Collected data:
▼▼▼
//! Cage lifecycle calculations
//!
//! Derives the running state of one cage from its time-ordered production logs:
//! flock age, bird balance, mortality, production and feed ratios.

use chrono::{Duration, NaiveDate};
use serde::Serialize;

use crate::chart::{colors, ChartData, Dataset};
use crate::metrics::{laying_percentage, mean, total_feed};
use crate::models::{flock_age_days, Cage, FeedLog, ProductionLog};
use crate::units::{Eggs, FeedKg, Grams, Trays};

/// Flock age at onset of lay (19 weeks)
pub const LAYING_ONSET_DAYS: u32 = 133;

/// Logs shown on the cage production chart
pub const CAGE_CHART_DAYS: usize = 30;

/// Snapshot of a cage's derived metrics
#[derive(Debug, Clone, PartialEq, Serialize, Default)]
#[serde(rename_all = "camelCase")]
pub struct CageMetrics {
    pub age_in_days: u32,
    pub age_in_weeks: u32,
    pub closing_birds: u32,
    pub cumulative_mortality: u32,
    pub cumulative_mortality_percent: f64,
    pub cumulative_production_trays: Trays,
    pub cumulative_production_eggs: Eggs,
    pub current_production_percent: f64,
    /// Eggs per bird from onset of lay
    pub hen_house_production: f64,
    pub current_feed_per_bird: FeedKg,
    pub cumulative_feed_per_bird: FeedKg,
    pub current_feed_per_egg: Grams,
    pub cumulative_feed_per_egg: Grams,
}

/// Qualitative band for a cage's mean daily laying rate
#[derive(Debug, Clone, Copy, PartialEq, Eq, Serialize)]
#[serde(rename_all = "snake_case")]
pub enum PerformanceLevel {
    Excellent,
    Good,
    Average,
    BelowAverage,
}

impl PerformanceLevel {
    pub fn from_laying_rate(rate: f64) -> Self {
        if rate > 80.0 {
            PerformanceLevel::Excellent
        } else if rate > 60.0 {
            PerformanceLevel::Good
        } else if rate > 40.0 {
            PerformanceLevel::Average
        } else {
            PerformanceLevel::BelowAverage
        }
    }
}

impl std::fmt::Display for PerformanceLevel {
    fn fmt(&self, f: &mut std::fmt::Formatter<'_>) -> std::fmt::Result {
        match self {
            PerformanceLevel::Excellent => write!(f, "Excellent"),
            PerformanceLevel::Good => write!(f, "Good"),
            PerformanceLevel::Average => write!(f, "Average"),
            PerformanceLevel::BelowAverage => write!(f, "Below Average"),
        }
    }
}

/// Flock age of a log: the recorded value, else derived from the cycle start
pub fn effective_flock_age(log: &ProductionLog, cycle_start: Option<NaiveDate>) -> u32 {
    match (log.flock_age.filter(|age| *age > 0), cycle_start) {
        (Some(age), _) => age,
        (None, Some(start)) => flock_age_days(start, log.date),
        (None, None) => 0,
    }
}

/// Opening birds for a new day's entry
///
/// Chains from the previous day's closing count so the bird balance carries
/// over; with no entry for the previous day the cage's stored count is used.
pub fn opening_birds_for(cage: &Cage, logs: &[ProductionLog], date: NaiveDate) -> u32 {
    let previous_day = date - Duration::days(1);
    logs.iter()
        .find(|log| log.cage_id == cage.id && log.date == previous_day)
        .map(|log| log.closing_birds)
        .unwrap_or(cage.current_birds)
}

/// Compute the metrics snapshot for a cage
///
/// `logs` may arrive in any order; they are evaluated oldest first.
pub fn cage_metrics(
    cage: &Cage,
    cycle_start: Option<NaiveDate>,
    logs: &[ProductionLog],
    feed_logs: &[FeedLog],
) -> CageMetrics {
    let mut ordered: Vec<&ProductionLog> = logs.iter().collect();
    ordered.sort_by_key(|log| log.date);

    let (Some(first), Some(latest)) = (ordered.first(), ordered.last()) else {
        return CageMetrics {
            closing_birds: cage.current_birds,
            ..CageMetrics::default()
        };
    };

    let age_in_days = match latest.flock_age.filter(|age| *age > 0) {
        Some(age) => age,
        None => cycle_start.map_or(1, |start| flock_age_days(start, latest.date)),
    };

    let cumulative_mortality: u32 = ordered.iter().map(|log| log.mortality).sum();
    let initial_birds = if first.opening_birds > 0 {
        first.opening_birds
    } else {
        cage.current_birds
    };
    let cumulative_mortality_percent = if initial_birds > 0 {
        f64::from(cumulative_mortality) / f64::from(initial_birds) * 100.0
    } else {
        0.0
    };

    let cumulative_production_trays: Trays = ordered.iter().map(|log| log.trays()).sum();
    let cumulative_production_eggs: Eggs = ordered.iter().map(|log| log.eggs()).sum();

    let latest_eggs = latest.eggs();
    let latest_opening = f64::from(latest.opening_birds);
    let current_production_percent = laying_percentage(latest_eggs, latest_opening, 1);

    let laying_logs: Vec<&&ProductionLog> = ordered
        .iter()
        .filter(|log| effective_flock_age(log, cycle_start) >= LAYING_ONSET_DAYS)
        .collect();
    let laying_eggs: Eggs = laying_logs.iter().map(|log| log.eggs()).sum();
    let laying_birds: Vec<f64> = laying_logs
        .iter()
        .map(|log| f64::from(log.opening_birds))
        .collect();
    let avg_laying_birds = mean(&laying_birds);
    let hen_house_production = if avg_laying_birds > 0.0 {
        laying_eggs.value() / avg_laying_birds
    } else {
        0.0
    };

    let cumulative_feed = total_feed(feed_logs);
    let latest_feed = latest.feed();
    let current_feed_per_bird = if latest_opening > 0.0 {
        FeedKg(latest_feed.value() / latest_opening)
    } else {
        FeedKg::ZERO
    };
    let cumulative_feed_per_bird = if avg_laying_birds > 0.0 {
        FeedKg(cumulative_feed.value() / avg_laying_birds)
    } else {
        FeedKg::ZERO
    };

    CageMetrics {
        age_in_days,
        age_in_weeks: age_in_days / 7,
        closing_birds: latest.closing_birds,
        cumulative_mortality,
        cumulative_mortality_percent,
        cumulative_production_trays,
        cumulative_production_eggs,
        current_production_percent,
        hen_house_production,
        current_feed_per_bird,
        cumulative_feed_per_bird,
        current_feed_per_egg: latest_feed.grams_per_egg(latest_eggs),
        cumulative_feed_per_egg: cumulative_feed.grams_per_egg(cumulative_production_eggs),
    }
}

/// Day's laying rate, using the cage stock when the log has no opening count
pub fn daily_laying_rate(cage: &Cage, log: &ProductionLog) -> f64 {
    let birds = if log.opening_birds > 0 {
        log.opening_birds
    } else {
        cage.current_birds
    };
    laying_percentage(log.eggs(), f64::from(birds), 1)
}

/// Mean of the daily laying rates over all logs
pub fn mean_daily_laying_rate(cage: &Cage, logs: &[ProductionLog]) -> f64 {
    let rates: Vec<f64> = logs.iter().map(|log| daily_laying_rate(cage, log)).collect();
    mean(&rates)
}

/// Eggs and laying rate for the most recent days, oldest first
pub fn cage_production_chart(cage: &Cage, logs: &[ProductionLog]) -> ChartData {
    let mut ordered: Vec<&ProductionLog> = logs.iter().collect();
    ordered.sort_by_key(|log| log.date);
    let recent = &ordered[ordered.len().saturating_sub(CAGE_CHART_DAYS)..];

    let labels = recent.iter().map(|log| log.date.to_string()).collect();
    let eggs = recent.iter().map(|log| log.eggs().value()).collect();
    let rates = recent
        .iter()
        .map(|log| daily_laying_rate(cage, log))
        .collect();

    ChartData::new(labels)
        .with_dataset(Dataset::new("Eggs Collected", eggs, colors::BLUE).filled())
        .with_dataset(Dataset::new("Laying %", rates, colors::GREEN))
}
▲▲▲
Exercise directions: Extract every line above exactly as it stands.

The answer:
//! Cage lifecycle calculations
//!
//! Derives the running state of one cage from its time-ordered production logs:
//! flock age, bird balance, mortality, production and feed ratios.

use chrono::{Duration, NaiveDate};
use serde::Serialize;

use crate::chart::{colors, ChartData, Dataset};
use crate::metrics::{laying_percentage, mean, total_feed};
use crate::models::{flock_age_days, Cage, FeedLog, ProductionLog};
use crate::units::{Eggs, FeedKg, Grams, Trays};

/// Flock age at onset of lay (19 weeks)
pub const LAYING_ONSET_DAYS: u32 = 133;

/// Logs shown on the cage production chart
pub const CAGE_CHART_DAYS: usize = 30;

/// Snapshot of a cage's derived metrics
#[derive(Debug, Clone, PartialEq, Serialize, Default)]
#[serde(rename_all = "camelCase")]
pub struct CageMetrics {
    pub age_in_days: u32,
    pub age_in_weeks: u32,
    pub closing_birds: u32,
    pub cumulative_mortality: u32,
    pub cumulative_mortality_percent: f64,
    pub cumulative_production_trays: Trays,
    pub cumulative_production_eggs: Eggs,
    pub current_production_percent: f64,
    /// Eggs per bird from onset of lay
    pub hen_house_production: f64,
    pub current_feed_per_bird: FeedKg,
    pub cumulative_feed_per_bird: FeedKg,
    pub current_feed_per_egg: Grams,
    pub cumulative_feed_per_egg: Grams,
}

/// Qualitative band for a cage's mean daily laying rate
#[derive(Debug, Clone, Copy, PartialEq, Eq, Serialize)]
#[serde(rename_all = "snake_case")]
pub enum PerformanceLevel {
    Excellent,
    Good,
    Average,
    BelowAverage,
}

impl PerformanceLevel {
    pub fn from_laying_rate(rate: f64) -> Self {
        if rate > 80.0 {
            PerformanceLevel::Excellent
        } else if rate > 60.0 {
            PerformanceLevel::Good
        } else if rate > 40.0 {
            PerformanceLevel::Average
        } else {
            PerformanceLevel::BelowAverage
        }
    }
}

impl std::fmt::Display for PerformanceLevel {
    fn fmt(&self, f: &mut std::fmt::Formatter<'_>) -> std::fmt::Result {
        match self {
            PerformanceLevel::Excellent => write!(f, "Excellent"),
            PerformanceLevel::Good => write!(f, "Good"),
            PerformanceLevel::Average => write!(f, "Average"),
            PerformanceLevel::BelowAverage => write!(f, "Below Average"),
        }
    }
}

/// Flock age of a log: the recorded value, else derived from the cycle start
pub fn effective_flock_age(log: &ProductionLog, cycle_start: Option<NaiveDate>) -> u32 {
    match (log.flock_age.filter(|age| *age > 0), cycle_start) {
        (Some(age), _) => age,
        (None, Some(start)) => flock_age_days(start, log.date),
        (None, None) => 0,
    }
}

/// Opening birds for a new day's entry
///
/// Chains from the previous day's closing count so the bird balance carries
/// over; with no entry for the previous day the cage's stored count is used.
pub fn opening_birds_for(cage: &Cage, logs: &[ProductionLog], date: NaiveDate) -> u32 {
    let previous_day = date - Duration::days(1);
    logs.iter()
        .find(|log| log.cage_id == cage.id && log.date == previous_day)
        .map(|log| log.closing_birds)
        .unwrap_or(cage.current_birds)
}

/// Compute the metrics snapshot for a cage
///
/// `logs` may arrive in any order; they are evaluated oldest first.
pub fn cage_metrics(
    cage: &Cage,
    cycle_start: Option<NaiveDate>,
    logs: &[ProductionLog],
    feed_logs: &[FeedLog],
) -> CageMetrics {
    let mut ordered: Vec<&ProductionLog> = logs.iter().collect();
    ordered.sort_by_key(|log| log.date);

    let (Some(first), Some(latest)) = (ordered.first(), ordered.last()) else {
        return CageMetrics {
            closing_birds: cage.current_birds,
            ..CageMetrics::default()
        };
    };

    let age_in_days = match latest.flock_age.filter(|age| *age > 0) {
        Some(age) => age,
        None => cycle_start.map_or(1, |start| flock_age_days(start, latest.date)),
    };

    let cumulative_mortality: u32 = ordered.iter().map(|log| log.mortality).sum();
    let initial_birds = if first.opening_birds > 0 {
        first.opening_birds
    } else {
        cage.current_birds
    };
    let cumulative_mortality_percent = if initial_birds > 0 {
        f64::from(cumulative_mortality) / f64::from(initial_birds) * 100.0
    } else {
        0.0
    };

    let cumulative_production_trays: Trays = ordered.iter().map(|log| log.trays()).sum();
    let cumulative_production_eggs: Eggs = ordered.iter().map(|log| log.eggs()).sum();

    let latest_eggs = latest.eggs();
    let latest_opening = f64::from(latest.opening_birds);
    let current_production_percent = laying_percentage(latest_eggs, latest_opening, 1);

    let laying_logs: Vec<&&ProductionLog> = ordered
        .iter()
        .filter(|log| effective_flock_age(log, cycle_start) >= LAYING_ONSET_DAYS)
        .collect();
    let laying_eggs: Eggs = laying_logs.iter().map(|log| log.eggs()).sum();
    let laying_birds: Vec<f64> = laying_logs
        .iter()
        .map(|log| f64::from(log.opening_birds))
        .collect();
    let avg_laying_birds = mean(&laying_birds);
    let hen_house_production = if avg_laying_birds > 0.0 {
        laying_eggs.value() / avg_laying_birds
    } else {
        0.0
    };

    let cumulative_feed = total_feed(feed_logs);
    let latest_feed = latest.feed();
    let current_feed_per_bird = if latest_opening > 0.0 {
        FeedKg(latest_feed.value() / latest_opening)
    } else {
        FeedKg::ZERO
    };
    let cumulative_feed_per_bird = if avg_laying_birds > 0.0 {
        FeedKg(cumulative_feed.value() / avg_laying_birds)
    } else {
        FeedKg::ZERO
    };

    CageMetrics {
        age_in_days,
        age_in_weeks: age_in_days / 7,
        closing_birds: latest.closing_birds,
        cumulative_mortality,
        cumulative_mortality_percent,
        cumulative_production_trays,
        cumulative_production_eggs,
        current_production_percent,
        hen_house_production,
        current_feed_per_bird,
        cumulative_feed_per_bird,
        current_feed_per_egg: latest_feed.grams_per_egg(latest_eggs),
        cumulative_feed_per_egg: cumulative_feed.grams_per_egg(cumulative_production_eggs),
    }
}

/// Day's laying rate, using the cage stock when the log has no opening count
pub fn daily_laying_rate(cage: &Cage, log: &ProductionLog) -> f64 {
    let birds = if log.opening_birds > 0 {
        log.opening_birds
    } else {
        cage.current_birds
    };
    laying_percentage(log.eggs(), f64::from(birds), 1)
}

/// Mean of the daily laying rates over all logs
pub fn mean_daily_laying_rate(cage: &Cage, logs: &[ProductionLog]) -> f64 {
    let rates: Vec<f64> = logs.iter().map(|log| daily_laying_rate(cage, log)).collect();
    mean(&rates)
}

/// Eggs and laying rate for the most recent days, oldest first
pub fn cage_production_chart(cage: &Cage, logs: &[ProductionLog]) -> ChartData {
    let mut ordered: Vec<&ProductionLog> = logs.iter().collect();
    ordered.sort_by_key(|log| log.date);
    let recent = &ordered[ordered.len().saturating_sub(CAGE_CHART_DAYS)..];

    let labels = recent.iter().map(|log| log.date.to_string()).collect();
    let eggs = recent.iter().map(|log| log.eggs().value()).collect();
    let rates = recent
        .iter()
        .map(|log| daily_laying_rate(cage, log))
        .collect();

    ChartData::new(labels)
        .with_dataset(Dataset::new("Eggs Collected", eggs, colors::BLUE).filled())
        .with_dataset(Dataset::new("Laying %", rates, colors::GREEN))
}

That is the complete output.